Sparse Approximation of LS-SVM for LPV-ARX Model Identification: Application to a Powertrain Subsystem

Abstract

Least Squares Support Vector Machine (LS-SVM) has been recently applied to non-parametric identification of Linear Parameter Varying (LPV) systems, described by the AutoRegressive with eXogenous input (ARX). However, the online application of LPV-ARX system in the LS-SVM setting requires high computational time, related to the number of training data used to compute the coefficients of the identified model, limiting the possibility to use the method to real-time applications.
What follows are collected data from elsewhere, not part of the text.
use std::sync::Arc;

use tracing::error;

use crate::domain::core::{ActivityLogEntry, ActivityLogRepository, BookingId, UserId};

use super::SchedulingError;

/// 操作履歴の記録と参照
pub struct ActivityLog {
    repository: Arc<dyn ActivityLogRepository>,
}

impl ActivityLog {
    pub fn new(repository: Arc<dyn ActivityLogRepository>) -> Self {
        Self { repository }
    }

    /// 履歴を追記する
    ///
    /// 呼び出し元の操作は確定済みのため、失敗はログに残すだけにする。
    pub async fn record(&self, entry: ActivityLogEntry) {
        let action = entry.action;
        let provider_id = entry.provider_id;
        if let Err(e) = self.repository.append(entry).await {
            error!(%provider_id, %action, "failed to append activity log: {}", e);
        }
    }

    /// プロバイダーの履歴 (古い順)
    pub async fn for_provider(
        &self,
        provider_id: UserId,
    ) -> Result<Vec<ActivityLogEntry>, SchedulingError> {
        Ok(self.repository.find_by_provider(provider_id).await?)
    }

    /// 予約の履歴 (古い順)
    pub async fn for_booking(
        &self,
        provider_id: UserId,
        booking_id: BookingId,
    ) -> Result<Vec<ActivityLogEntry>, SchedulingError> {
        let entries = self.for_provider(provider_id).await?;
        Ok(entries
            .into_iter()
            .filter(|e| e.booking_id == Some(booking_id))
            .collect())
    }
}
use chrono::{DateTime, Utc};
use serde::{Deserialize, Serialize};

use crate::domain::core::{Booking, BookingPolicy, BookingStatus, UserId};

use super::{PolicyViolation, SchedulingError};

/// 操作を行う主体
#[derive(Copy, Clone, Debug, PartialEq, Eq, Hash, Serialize, Deserialize)]
pub enum Actor {
    User(UserId),
    /// 定期処理など
    System,
}

impl Actor {
    pub fn user_id(&self) -> Option<UserId> {
        match self {
            Actor::User(id) => Some(*id),
            Actor::System => None,
        }
    }
}

impl From<UserId> for Actor {
    fn from(value: UserId) -> Self {
        Actor::User(value)
    }
}

/// 予約に対する主体の立場
#[derive(Copy, Clone, Debug, PartialEq, Eq)]
pub enum Role {
    Provider,
    Customer,
    System,
}

/// 予約ステータスの変更要求
#[derive(Copy, Clone, Debug, PartialEq, Eq, Serialize, Deserialize)]
pub enum StatusChange {
    Confirm,
    /// `forced` はキャンセル期限を無視する (プロバイダーのみ)
    Cancel { forced: bool },
    Complete,
}

impl StatusChange {
    pub fn target(&self) -> BookingStatus {
        match self {
            StatusChange::Confirm => BookingStatus::Confirmed,
            StatusChange::Cancel { .. } => BookingStatus::Cancelled,
            StatusChange::Complete => BookingStatus::Completed,
        }
    }
}

/// 予約ステータス遷移の権限・期限チェック
#[derive(Debug, Default, Clone, Copy)]
pub struct BookingLifecycle;

impl BookingLifecycle {
    pub fn role_of(&self, booking: &Booking, actor: Actor) -> Result<Role, SchedulingError> {
        match actor {
            Actor::System => Ok(Role::System),
            Actor::User(id) if id == booking.provider_id() => Ok(Role::Provider),
            Actor::User(id) if id == booking.customer_id() => Ok(Role::Customer),
            Actor::User(_) => Err(SchedulingError::Unauthorized),
        }
    }

    /// 変更要求を検証し、遷移先のステータスを返す
    pub fn check(
        &self,
        booking: &Booking,
        policy: &BookingPolicy,
        change: StatusChange,
        role: Role,
        now: DateTime<Utc>,
    ) -> Result<BookingStatus, SchedulingError> {
        let target = change.target();
        booking.validate_status(target)?;
        match change {
            StatusChange::Confirm => {
                if role != Role::Provider {
                    return Err(SchedulingError::Unauthorized);
                }
            }
            StatusChange::Cancel { forced: true } => {
                if role != Role::Provider {
                    return Err(SchedulingError::Unauthorized);
                }
            }
            StatusChange::Cancel { forced: false } => {
                Self::check_cancellation_window(booking, policy, now)?;
            }
            StatusChange::Complete => {
                if now < booking.end() && role != Role::Provider {
                    return Err(PolicyViolation::NotYetEnded.into());
                }
            }
        }
        Ok(target)
    }

    /// 日時変更の検証
    ///
    /// お客様はキャンセル期限を過ぎると変更できない。
    pub fn check_reschedule(
        &self,
        booking: &Booking,
        policy: &BookingPolicy,
        role: Role,
        now: DateTime<Utc>,
    ) -> Result<(), SchedulingError> {
        booking.validate_status(BookingStatus::Rescheduled)?;
        match role {
            Role::System => Err(SchedulingError::Unauthorized),
            Role::Customer => Self::check_cancellation_window(booking, policy, now),
            Role::Provider => Ok(()),
        }
    }

    fn check_cancellation_window(
        booking: &Booking,
        policy: &BookingPolicy,
        now: DateTime<Utc>,
    ) -> Result<(), SchedulingError> {
        match now > policy.cancellation_deadline(booking.start()) {
            true => Err(PolicyViolation::CancellationWindowClosed {
                hours: policy.cancellation_policy_hours,
            }
            .into()),
            false => Ok(()),
        }
    }
}
use std::collections::HashMap;

use async_trait::async_trait;
use tokio::sync::RwLock;

use crate::domain::{
    core::{
        ActivityLogEntry, ActivityLogRepository, Booking, BookingCalendar, BookingEvent,
        BookingId, BookingRepository, Service, ServiceId, ServiceRepository, UserId,
    },
    Aggregation, DataAccessError, Entity,
};

/// プロセス内のサービスリポジトリ
#[derive(Default)]
pub struct InMemoryServiceRepository {
    services: RwLock<HashMap<ServiceId, Service>>,
}

#[async_trait]
impl ServiceRepository for InMemoryServiceRepository {
    async fn find_by_id(&self, id: ServiceId) -> Result<Option<Service>, DataAccessError> {
        Ok(self.services.read().await.get(&id).cloned())
    }

    async fn find_by_provider(&self, provider_id: UserId) -> Result<Vec<Service>, DataAccessError> {
        let mut services = self
            .services
            .read()
            .await
            .values()
            .filter(|s| s.provider_id() == provider_id)
            .cloned()
            .collect::<Vec<_>>();
        services.sort_by_key(|s| s.id());
        Ok(services)
    }

    /// 保存済みのサービスに未保存のイベントを適用する
    async fn save(&self, entity: &mut Service) -> Result<bool, DataAccessError> {
        let events = entity.pop_all();
        if events.is_empty() {
            return Ok(false);
        }
        let mut services = self.services.write().await;
        let stored = services.entry(entity.id()).or_default();
        for event in events {
            stored.apply(event);
        }
        stored.clear();
        Ok(true)
    }
}

#[derive(Default)]
struct Bookings {
    calendars: HashMap<ServiceId, BookingCalendar>,
    index: HashMap<BookingId, ServiceId>,
}

/// プロセス内の予約リポジトリ
///
/// 台帳ごとに保存回数をリビジョンとして持ち、古い台帳の保存を拒否する。
#[derive(Default)]
pub struct InMemoryBookingRepository {
    inner: RwLock<Bookings>,
}

#[async_trait]
impl BookingRepository for InMemoryBookingRepository {
    async fn find_calendar(
        &self,
        service_id: ServiceId,
    ) -> Result<BookingCalendar, DataAccessError> {
        Ok(self
            .inner
            .read()
            .await
            .calendars
            .get(&service_id)
            .cloned()
            .unwrap_or_else(|| BookingCalendar::new(service_id)))
    }

    async fn find_by_id(&self, id: BookingId) -> Result<Option<Booking>, DataAccessError> {
        let inner = self.inner.read().await;
        Ok(inner
            .index
            .get(&id)
            .and_then(|service_id| inner.calendars.get(service_id))
            .and_then(|calendar| calendar.booking(&id))
            .cloned())
    }

    async fn save(&self, calendar: &mut BookingCalendar) -> Result<bool, DataAccessError> {
        if calendar.peek().is_none() {
            return Ok(false);
        }
        let mut inner = self.inner.write().await;
        let current = inner
            .calendars
            .get(&calendar.id())
            .and_then(BookingCalendar::revision);
        if calendar.revision() != current {
            return Err(DataAccessError::VersionConflict(format!(
                "{}-{}",
                BookingCalendar::ENTITY_NAME,
                calendar.id()
            )));
        }
        for event in calendar.pop_all() {
            match event {
                BookingEvent::BookingReserved { id, booking } => {
                    inner.index.insert(booking.id(), id);
                }
                BookingEvent::BookingRescheduled {
                    id, replacement, ..
                } => {
                    inner.index.insert(replacement.id(), id);
                }
                _ => {}
            }
        }
        calendar.set_revision(Some(current.map_or(0, |r| r + 1)));
        inner.calendars.insert(calendar.id(), calendar.clone());
        Ok(true)
    }
}

/// プロセス内の操作履歴リポジトリ
#[derive(Default)]
pub struct InMemoryActivityLogRepository {
    entries: RwLock<Vec<ActivityLogEntry>>,
}

#[async_trait]
impl ActivityLogRepository for InMemoryActivityLogRepository {
    async fn append(&self, entry: ActivityLogEntry) -> Result<(), DataAccessError> {
        self.entries.write().await.push(entry);
        Ok(())
    }

    async fn find_by_provider(
        &self,
        provider_id: UserId,
    ) -> Result<Vec<ActivityLogEntry>, DataAccessError> {
        Ok(self
            .entries
            .read()
            .await
            .iter()
            .filter(|e| e.provider_id == provider_id)
            .cloned()
            .collect())
    }
}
In this paper, the authors propose the Low-Rank (LR) matrix approximation and a pruning based approach to compute a sparse solution. In particular, the pruning algorithm is considered to compute off-line a sparse solution of Lagrangian multipliers and then speed up the testing stage, whereas the LR matrix approximation allows to speed up the training stage. The proposed approach has been tested by identifying a subsystem of a vehicle powertrain model by the input/output data collected from the simulation model. The proposed approach has been compared with respect to the standard approach based on LS-SVM. The methods are tested on the considered real-world problem and the proposed approach permits to reduce the execution time of about 77% on average in the considered identification problem, corresponding to a degradation of the identification result less than 0.2% with respect to the standard solution.